Your task: Copy each line of the listing that includes "parameter".

Available data:

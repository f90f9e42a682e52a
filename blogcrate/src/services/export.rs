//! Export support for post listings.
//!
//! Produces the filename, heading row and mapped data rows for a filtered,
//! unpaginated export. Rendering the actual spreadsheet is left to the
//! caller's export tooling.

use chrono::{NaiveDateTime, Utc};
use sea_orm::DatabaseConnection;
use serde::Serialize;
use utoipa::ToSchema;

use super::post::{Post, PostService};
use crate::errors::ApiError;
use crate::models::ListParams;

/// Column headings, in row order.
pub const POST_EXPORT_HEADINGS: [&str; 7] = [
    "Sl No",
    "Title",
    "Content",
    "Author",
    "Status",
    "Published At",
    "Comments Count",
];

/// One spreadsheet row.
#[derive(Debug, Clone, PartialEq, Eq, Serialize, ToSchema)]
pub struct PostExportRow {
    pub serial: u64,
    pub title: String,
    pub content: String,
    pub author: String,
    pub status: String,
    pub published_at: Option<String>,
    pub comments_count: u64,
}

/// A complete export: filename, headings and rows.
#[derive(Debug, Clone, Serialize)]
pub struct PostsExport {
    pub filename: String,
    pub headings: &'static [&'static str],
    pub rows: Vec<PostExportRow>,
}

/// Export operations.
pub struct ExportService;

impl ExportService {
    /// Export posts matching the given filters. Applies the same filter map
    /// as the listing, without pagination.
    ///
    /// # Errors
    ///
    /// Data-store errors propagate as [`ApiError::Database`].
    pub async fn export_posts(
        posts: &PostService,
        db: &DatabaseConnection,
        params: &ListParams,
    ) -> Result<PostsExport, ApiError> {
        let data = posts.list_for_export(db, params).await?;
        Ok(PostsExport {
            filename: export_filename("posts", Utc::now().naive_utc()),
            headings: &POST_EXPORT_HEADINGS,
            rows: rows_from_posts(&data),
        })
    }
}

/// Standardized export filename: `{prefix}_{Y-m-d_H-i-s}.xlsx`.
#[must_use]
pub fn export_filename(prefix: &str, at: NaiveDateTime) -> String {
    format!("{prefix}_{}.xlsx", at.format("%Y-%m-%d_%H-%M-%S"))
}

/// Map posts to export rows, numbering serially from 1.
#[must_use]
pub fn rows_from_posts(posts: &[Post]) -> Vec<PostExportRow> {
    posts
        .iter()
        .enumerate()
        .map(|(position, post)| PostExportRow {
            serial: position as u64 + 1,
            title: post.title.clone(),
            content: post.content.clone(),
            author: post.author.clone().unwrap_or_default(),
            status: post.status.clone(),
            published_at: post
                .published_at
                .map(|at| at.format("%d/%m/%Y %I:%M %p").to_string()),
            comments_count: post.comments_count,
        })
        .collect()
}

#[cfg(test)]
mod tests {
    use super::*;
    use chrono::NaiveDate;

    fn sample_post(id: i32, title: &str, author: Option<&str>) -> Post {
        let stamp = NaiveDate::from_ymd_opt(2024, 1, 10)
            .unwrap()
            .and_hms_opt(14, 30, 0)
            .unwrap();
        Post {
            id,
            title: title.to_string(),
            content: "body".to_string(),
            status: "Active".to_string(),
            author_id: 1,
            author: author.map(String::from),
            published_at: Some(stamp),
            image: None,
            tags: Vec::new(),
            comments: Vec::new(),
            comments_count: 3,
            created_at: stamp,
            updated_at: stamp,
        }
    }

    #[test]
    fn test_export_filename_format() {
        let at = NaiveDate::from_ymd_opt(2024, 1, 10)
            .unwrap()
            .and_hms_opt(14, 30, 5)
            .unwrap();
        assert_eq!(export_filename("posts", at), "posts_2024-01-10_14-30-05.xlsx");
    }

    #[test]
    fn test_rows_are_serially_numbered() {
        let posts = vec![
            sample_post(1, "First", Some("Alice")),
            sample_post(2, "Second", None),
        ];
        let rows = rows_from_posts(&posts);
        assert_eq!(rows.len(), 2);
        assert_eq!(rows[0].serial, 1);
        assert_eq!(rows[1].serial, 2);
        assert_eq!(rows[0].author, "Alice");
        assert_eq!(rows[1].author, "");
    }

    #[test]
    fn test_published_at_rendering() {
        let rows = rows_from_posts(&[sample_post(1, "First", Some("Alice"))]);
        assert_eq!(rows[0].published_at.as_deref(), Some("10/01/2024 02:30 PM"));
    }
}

...

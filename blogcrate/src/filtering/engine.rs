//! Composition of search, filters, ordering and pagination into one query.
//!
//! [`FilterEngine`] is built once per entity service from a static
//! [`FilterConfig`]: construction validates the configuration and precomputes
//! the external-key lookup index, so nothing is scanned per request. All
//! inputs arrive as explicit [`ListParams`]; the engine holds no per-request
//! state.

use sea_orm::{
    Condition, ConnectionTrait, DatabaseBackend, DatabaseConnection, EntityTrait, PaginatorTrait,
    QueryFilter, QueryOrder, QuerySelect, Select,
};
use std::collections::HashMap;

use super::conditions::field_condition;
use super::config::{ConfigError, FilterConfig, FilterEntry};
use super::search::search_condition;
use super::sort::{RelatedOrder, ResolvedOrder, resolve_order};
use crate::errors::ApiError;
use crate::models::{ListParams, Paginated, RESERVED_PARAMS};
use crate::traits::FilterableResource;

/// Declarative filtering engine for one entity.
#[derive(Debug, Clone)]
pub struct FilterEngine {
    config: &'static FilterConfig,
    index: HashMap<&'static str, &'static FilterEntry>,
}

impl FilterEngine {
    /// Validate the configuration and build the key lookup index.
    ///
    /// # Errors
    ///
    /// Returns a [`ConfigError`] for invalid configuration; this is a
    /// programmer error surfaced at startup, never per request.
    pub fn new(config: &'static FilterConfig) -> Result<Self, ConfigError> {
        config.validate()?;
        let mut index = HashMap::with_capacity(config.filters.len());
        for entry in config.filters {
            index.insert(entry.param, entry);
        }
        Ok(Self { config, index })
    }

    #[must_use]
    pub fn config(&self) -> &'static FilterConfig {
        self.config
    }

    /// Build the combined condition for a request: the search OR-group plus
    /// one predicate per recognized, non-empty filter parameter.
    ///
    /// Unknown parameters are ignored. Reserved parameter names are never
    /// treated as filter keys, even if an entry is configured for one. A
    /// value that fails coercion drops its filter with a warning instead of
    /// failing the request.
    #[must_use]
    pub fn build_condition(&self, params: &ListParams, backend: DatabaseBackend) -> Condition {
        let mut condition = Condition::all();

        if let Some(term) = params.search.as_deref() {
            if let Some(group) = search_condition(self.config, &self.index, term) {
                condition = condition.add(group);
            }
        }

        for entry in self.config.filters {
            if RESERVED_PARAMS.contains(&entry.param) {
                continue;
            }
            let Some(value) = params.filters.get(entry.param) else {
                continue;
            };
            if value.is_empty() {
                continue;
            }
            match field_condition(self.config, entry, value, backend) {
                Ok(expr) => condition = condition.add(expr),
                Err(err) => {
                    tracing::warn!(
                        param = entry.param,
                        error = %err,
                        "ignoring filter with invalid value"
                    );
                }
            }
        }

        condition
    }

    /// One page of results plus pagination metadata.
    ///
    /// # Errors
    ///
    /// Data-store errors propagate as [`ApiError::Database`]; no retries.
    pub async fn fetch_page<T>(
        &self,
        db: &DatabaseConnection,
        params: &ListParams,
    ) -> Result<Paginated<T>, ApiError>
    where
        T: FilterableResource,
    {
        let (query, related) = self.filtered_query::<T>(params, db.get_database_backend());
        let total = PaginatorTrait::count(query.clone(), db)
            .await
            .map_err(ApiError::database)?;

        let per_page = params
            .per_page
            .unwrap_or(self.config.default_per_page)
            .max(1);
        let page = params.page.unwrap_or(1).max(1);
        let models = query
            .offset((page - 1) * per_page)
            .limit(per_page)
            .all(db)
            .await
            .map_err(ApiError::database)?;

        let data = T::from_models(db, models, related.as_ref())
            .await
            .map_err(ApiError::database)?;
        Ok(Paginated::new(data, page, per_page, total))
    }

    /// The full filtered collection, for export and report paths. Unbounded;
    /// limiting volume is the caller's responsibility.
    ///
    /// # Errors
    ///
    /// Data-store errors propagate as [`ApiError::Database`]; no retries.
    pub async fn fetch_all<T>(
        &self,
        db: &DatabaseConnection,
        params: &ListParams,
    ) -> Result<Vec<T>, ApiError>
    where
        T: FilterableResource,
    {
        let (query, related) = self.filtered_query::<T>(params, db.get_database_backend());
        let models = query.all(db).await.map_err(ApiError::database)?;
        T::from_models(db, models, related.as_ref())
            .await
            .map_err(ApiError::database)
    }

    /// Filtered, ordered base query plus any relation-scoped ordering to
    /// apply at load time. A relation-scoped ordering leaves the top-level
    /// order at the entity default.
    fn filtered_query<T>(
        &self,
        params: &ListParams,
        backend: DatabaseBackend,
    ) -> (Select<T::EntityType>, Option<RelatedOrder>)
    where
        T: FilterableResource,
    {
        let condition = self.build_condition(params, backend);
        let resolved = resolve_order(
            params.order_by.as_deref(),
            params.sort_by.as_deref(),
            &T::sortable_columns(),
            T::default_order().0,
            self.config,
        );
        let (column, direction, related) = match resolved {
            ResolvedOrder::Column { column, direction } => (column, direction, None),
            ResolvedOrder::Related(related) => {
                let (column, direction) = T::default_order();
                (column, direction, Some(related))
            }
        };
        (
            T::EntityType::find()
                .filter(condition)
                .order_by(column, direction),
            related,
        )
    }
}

...

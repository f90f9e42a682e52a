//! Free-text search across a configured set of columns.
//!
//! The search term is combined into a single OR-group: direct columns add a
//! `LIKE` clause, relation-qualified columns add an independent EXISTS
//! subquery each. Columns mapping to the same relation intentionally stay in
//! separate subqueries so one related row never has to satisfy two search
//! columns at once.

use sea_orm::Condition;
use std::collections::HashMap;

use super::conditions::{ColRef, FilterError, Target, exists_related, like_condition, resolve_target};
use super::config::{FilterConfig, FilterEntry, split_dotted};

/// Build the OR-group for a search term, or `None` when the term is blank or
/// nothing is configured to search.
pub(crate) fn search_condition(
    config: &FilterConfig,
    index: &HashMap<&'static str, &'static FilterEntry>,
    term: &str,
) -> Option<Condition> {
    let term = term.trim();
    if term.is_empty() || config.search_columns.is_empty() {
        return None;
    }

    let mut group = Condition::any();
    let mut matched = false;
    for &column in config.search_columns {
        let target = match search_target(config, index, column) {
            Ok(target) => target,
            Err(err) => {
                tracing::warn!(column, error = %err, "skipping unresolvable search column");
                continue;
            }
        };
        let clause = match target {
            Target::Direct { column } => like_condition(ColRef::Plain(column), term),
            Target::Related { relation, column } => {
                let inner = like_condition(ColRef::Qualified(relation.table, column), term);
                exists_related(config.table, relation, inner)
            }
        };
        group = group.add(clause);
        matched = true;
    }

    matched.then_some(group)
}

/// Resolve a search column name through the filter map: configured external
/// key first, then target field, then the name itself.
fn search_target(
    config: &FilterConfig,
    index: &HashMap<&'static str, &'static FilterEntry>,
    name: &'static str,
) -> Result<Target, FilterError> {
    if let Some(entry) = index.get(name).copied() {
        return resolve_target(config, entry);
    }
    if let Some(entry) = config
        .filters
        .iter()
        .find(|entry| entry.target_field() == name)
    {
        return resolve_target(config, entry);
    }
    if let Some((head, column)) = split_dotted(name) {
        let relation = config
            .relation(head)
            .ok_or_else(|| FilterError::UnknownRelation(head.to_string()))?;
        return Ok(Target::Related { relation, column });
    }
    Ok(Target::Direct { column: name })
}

Result below:
    /// one predicate per recognized, non-empty filter parameter.
    /// Unknown parameters are ignored. Reserved parameter names are never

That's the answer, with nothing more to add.